WHAT IS REQUIRED: Do any lines in the data below contain "points"? If so, copy every one of them.

SUPPLIED DATA:
================

impl App {
    pub fn new(config: GameConfig, theme: Theme) -> Self {
        let progress = progress::load_progress();
        let level = config.initial_level.clamp(1, progress.unlocked);
        let engine = Engine::new(level, config.seed);
        let now = Instant::now();
        let mut app = Self {
            config,
            theme,
            engine,
            progress,
            screen: Screen::Menu,
            cursor: (BOARD_SIZE / 2, BOARD_SIZE / 2),
            menu_selected: level,
            quit_selected: QuitOption::Resume,
            paused: false,
            clock_stopped: None,
            round_deadline: now,
            round_result: None,
            next_step: now,
            match_effect: None,
            match_effect_process_time: None,
            popups: Vec::new(),
        };
        if app.config.no_menu {
            app.start_round(level, now);
        }
        app
    }

    fn start_round(&mut self, level: u32, now: Instant) {
        self.engine.set_level(level);
        self.cursor = (BOARD_SIZE / 2, BOARD_SIZE / 2);
        self.round_deadline = now + Duration::from_secs(u64::from(self.config.time_limit));
        self.next_step = now;
        self.round_result = None;
        self.paused = false;
        self.clock_stopped = None;
        self.popups.clear();
        self.match_effect = None;
        self.match_effect_process_time = None;
        self.menu_selected = level;
        self.screen = Screen::Playing;
    }

    fn stop_clock(&mut self, now: Instant) {
        if self.clock_stopped.is_none() {
            self.clock_stopped = Some(now);
        }
    }

    fn resume_clock(&mut self, now: Instant) {
        if let Some(stopped) = self.clock_stopped.take() {
            self.round_deadline += now.saturating_duration_since(stopped);
        }
    }

    fn round_remaining(&self, now: Instant) -> Duration {
        let reference = self.clock_stopped.unwrap_or(now);
        self.round_deadline.saturating_duration_since(reference)
    }

    fn push_popup(&mut self, cell: (usize, usize), label: String, now: Instant) {
        self.popups.push(Popup {
            cell,
            label,
            born: now,
        });
    }

    fn tick_popups(&mut self, now: Instant) {
        self.popups
            .retain(|p| now.saturating_duration_since(p.born) < Duration::from_millis(POPUP_TTL_MS));
    }

    fn consume_events(&mut self, now: Instant) {
        for event in self.engine.drain_events() {
            match event {
                EngineEvent::MatchResolved { cells, points } => {
                    if let Some(&cell) = cells.first() {
                        self.push_popup(cell, format!("+{points}"), now);
                    }
                    // New batch: rebuild the fade from the fresh matched set.
                    self.match_effect = None;
                    self.match_effect_process_time = None;
                }
                EngineEvent::BonusCreated { x, y, kind } => {
                    let label = match kind {
                        crate::board::BonusKind::Bomb => "Bomb!",
                        crate::board::BonusKind::SuperBomb => "Super!",
                    };
                    self.push_popup((x, y), label.to_string(), now);
                }
                EngineEvent::BoardShuffled => {
                    self.push_popup((1, 0), "Shuffled".to_string(), now);
                }
                EngineEvent::ScoreDelta(_) | EngineEvent::BonusActivated { .. } => {}
            }
        }
    }

    fn finish_round(&mut self, now: Instant) {
        // Let a cascade in flight settle so its score counts.
        self.engine.run_to_idle(now);
        self.consume_events(now);
        let level = self.engine.level();
        let score = self.engine.score();
        let prev_best = self.progress.best[level as usize - 1];
        let completed = self.progress.record_round(level, score);
        let _ = progress::save_progress(&self.progress);
        self.round_result = Some(RoundResult {
            level,
            score,
            completed,
            best: self.progress.best[level as usize - 1],
            new_best: score > prev_best,
        });
        if completed {
            self.menu_selected = self.progress.unlocked;
        }
        self.paused = false;
        self.clock_stopped = None;
        self.popups.clear();
        self.match_effect = None;
        self.match_effect_process_time = None;
        self.screen = Screen::RoundOver;
    }

    fn apply_play_action(&mut self, action: Action, now: Instant) {
        match action {
            Action::Move(dir) => self.cursor = dir.applied_to(self.cursor, BOARD_SIZE),
            Action::Select => self.engine.select_tile(self.cursor.0, self.cursor.1, now),
            Action::Swap(dir) => {
                let other = dir.applied_to(self.cursor, BOARD_SIZE);
                if other != self.cursor {
                    self.engine.request_swap(self.cursor, other, now);
                }
            }
            Action::Shuffle => {
                if self.progress.boosters.shuffle > 0 && !self.engine.processing() {
                    self.progress.boosters.shuffle -= 1;
                    self.engine.reshuffle();
                }
            }
            Action::Bomb => {
                if self.progress.boosters.bomb > 0 && !self.engine.processing() {
                    self.progress.boosters.bomb -= 1;
                    self.engine.bomb_at(self.cursor.0, self.cursor.1, now);
                }
            }
            Action::ExtraTime => {
                if self.progress.boosters.extra_time > 0 {
                    self.progress.boosters.extra_time -= 1;
                    self.round_deadline += EXTRA_TIME;
                    self.push_popup(self.cursor, "+15s".to_string(), now);
                }
            }
            Action::Pause | Action::Quit | Action::None => {}
        }
    }

    pub fn run(&mut self) -> Result<()> {
        use crossterm::{
            execute,
            terminal::{
                EnterAlternateScreen, LeaveAlternateScreen, disable_raw_mode, enable_raw_mode,
            },
        };

        enable_raw_mode()?;
        let mut stdout = std::io::stdout();
        execute!(stdout, EnterAlternateScreen)?;
        let mut terminal =
            ratatui::DefaultTerminal::new(ratatui::backend::CrosstermBackend::new(stdout))?;

        let result = self.run_loop(&mut terminal);

        execute!(std::io::stdout(), LeaveAlternateScreen)?;
        disable_raw_mode()?;

        result
    }

    fn run_loop(&mut self, terminal: &mut DefaultTerminal) -> Result<()> {
        loop {
            let now = Instant::now();

            if self.screen == Screen::Playing && !self.paused {
                self.engine.tick(now);
                if self.engine.processing() {
                    if self.config.no_animation {
                        self.engine.run_to_idle(now);
                    } else if now >= self.next_step {
                        self.engine.step(now);
                        self.next_step = now + Duration::from_millis(STEP_INTERVAL_MS);
                    }
                }
                self.consume_events(now);
                if self.round_remaining(now).is_zero() {
                    self.finish_round(now);
                }
            }

            self.tick_popups(now);
            if self.match_effect.as_ref().is_some_and(Effect::done) {
                self.match_effect = None;
                self.match_effect_process_time = None;
            }

            let round_remaining = self.round_remaining(now);
            terminal.draw(|f| {
                crate::ui::draw(
                    f,
                    self.screen,
                    &self.engine,
                    &self.theme,
                    &self.progress,
                    self.cursor,
                    self.menu_selected,
                    (self.screen == Screen::QuitMenu).then_some(self.quit_selected),
                    self.round_result.as_ref(),
                    round_remaining,
                    self.config.time_limit,
                    &self.popups,
                    &mut self.match_effect,
                    &mut self.match_effect_process_time,
                    now,
                    self.config.no_animation,
                    self.paused,
                )
            })?;

            // ~60 FPS polling
            let timeout = Duration::from_millis(16).saturating_sub(now.elapsed());
            if event::poll(timeout)? {
                while event::poll(Duration::ZERO)? {
                    let Event::Key(key) = event::read()? else {
                        continue;
                    };
                    if key.kind != KeyEventKind::Press {
                        continue;
                    }
                    let action = key_to_action(key);
                    let now = Instant::now();

                    match self.screen {
                        Screen::Menu => match action {
                            Action::Quit => return Ok(()),
                            Action::Move(crate::input::Dir::Up) => {
                                self.menu_selected = self.menu_selected.saturating_sub(1).max(1);
                            }
                            Action::Move(crate::input::Dir::Down) => {
                                self.menu_selected =
                                    (self.menu_selected + 1).min(self.progress.unlocked);
                            }
                            Action::Select => self.start_round(self.menu_selected, now),
                            _ => {}
                        },
                        Screen::Playing => {
                            if self.paused {
                                match action {
                                    Action::Pause => {
                                        self.paused = false;
                                        self.resume_clock(now);
                                    }
                                    Action::Quit => {
                                        self.screen = Screen::QuitMenu;
                                        self.quit_selected = QuitOption::Resume;
                                        self.paused = false;
                                    }
                                    _ => {}
                                }
                            } else {
                                match action {
                                    Action::Pause => {
                                        self.paused = true;
                                        self.stop_clock(now);
                                    }
                                    Action::Quit => {
                                        self.screen = Screen::QuitMenu;
                                        self.quit_selected = QuitOption::Resume;
                                        self.stop_clock(now);
                                    }
                                    other => self.apply_play_action(other, now),
                                }
                            }
                        }
                        Screen::QuitMenu => match action {
                            Action::Move(crate::input::Dir::Down) => {
                                self.quit_selected = match self.quit_selected {
                                    QuitOption::Resume => QuitOption::MainMenu,
                                    QuitOption::MainMenu => QuitOption::Exit,
                                    QuitOption::Exit => QuitOption::Resume,
                                };
                            }
                            Action::Move(crate::input::Dir::Up) => {
                                self.quit_selected = match self.quit_selected {
                                    QuitOption::Resume => QuitOption::Exit,
                                    QuitOption::MainMenu => QuitOption::Resume,
                                    QuitOption::Exit => QuitOption::MainMenu,
                                };
                            }
                            Action::Select => match self.quit_selected {
                                QuitOption::Resume => {
                                    self.screen = Screen::Playing;
                                    self.resume_clock(now);
                                }
                                QuitOption::MainMenu => {
                                    let _ = progress::save_progress(&self.progress);
                                    self.screen = Screen::Menu;
                                }
                                QuitOption::Exit => {
                                    let _ = progress::save_progress(&self.progress);
                                    return Ok(());
                                }
                            },
                            Action::Pause | Action::Quit => {
                                self.screen = Screen::Playing;
                                self.resume_clock(now);
                            }
                            _ => {}
                        },
                        Screen::RoundOver => {
                            let result = self.round_result;
                            match key.code {
                                KeyCode::Char('r') | KeyCode::Char('R') => {
                                    if let Some(r) = result {
                                        self.start_round(r.level, now);
                                    }
                                }
                                KeyCode::Char('n') | KeyCode::Char('N') => {
                                    if let Some(r) = result {
                                        if r.completed && (r.level as usize) < LEVEL_COUNT {
                                            self.start_round(r.level + 1, now);
                                        }
                                    }
                                }
                                KeyCode::Char('m') | KeyCode::Char('M') => {
                                    self.screen = Screen::Menu;
                                }
                                _ => {
                                    if action == Action::Quit {
                                        return Ok(());
                                    }
                                }
                            }
                        }
                    }
                }
            }
        }
    }
}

================

RESULT:
                EngineEvent::MatchResolved { cells, points } => {
                        self.push_popup(cell, format!("+{points}"), now);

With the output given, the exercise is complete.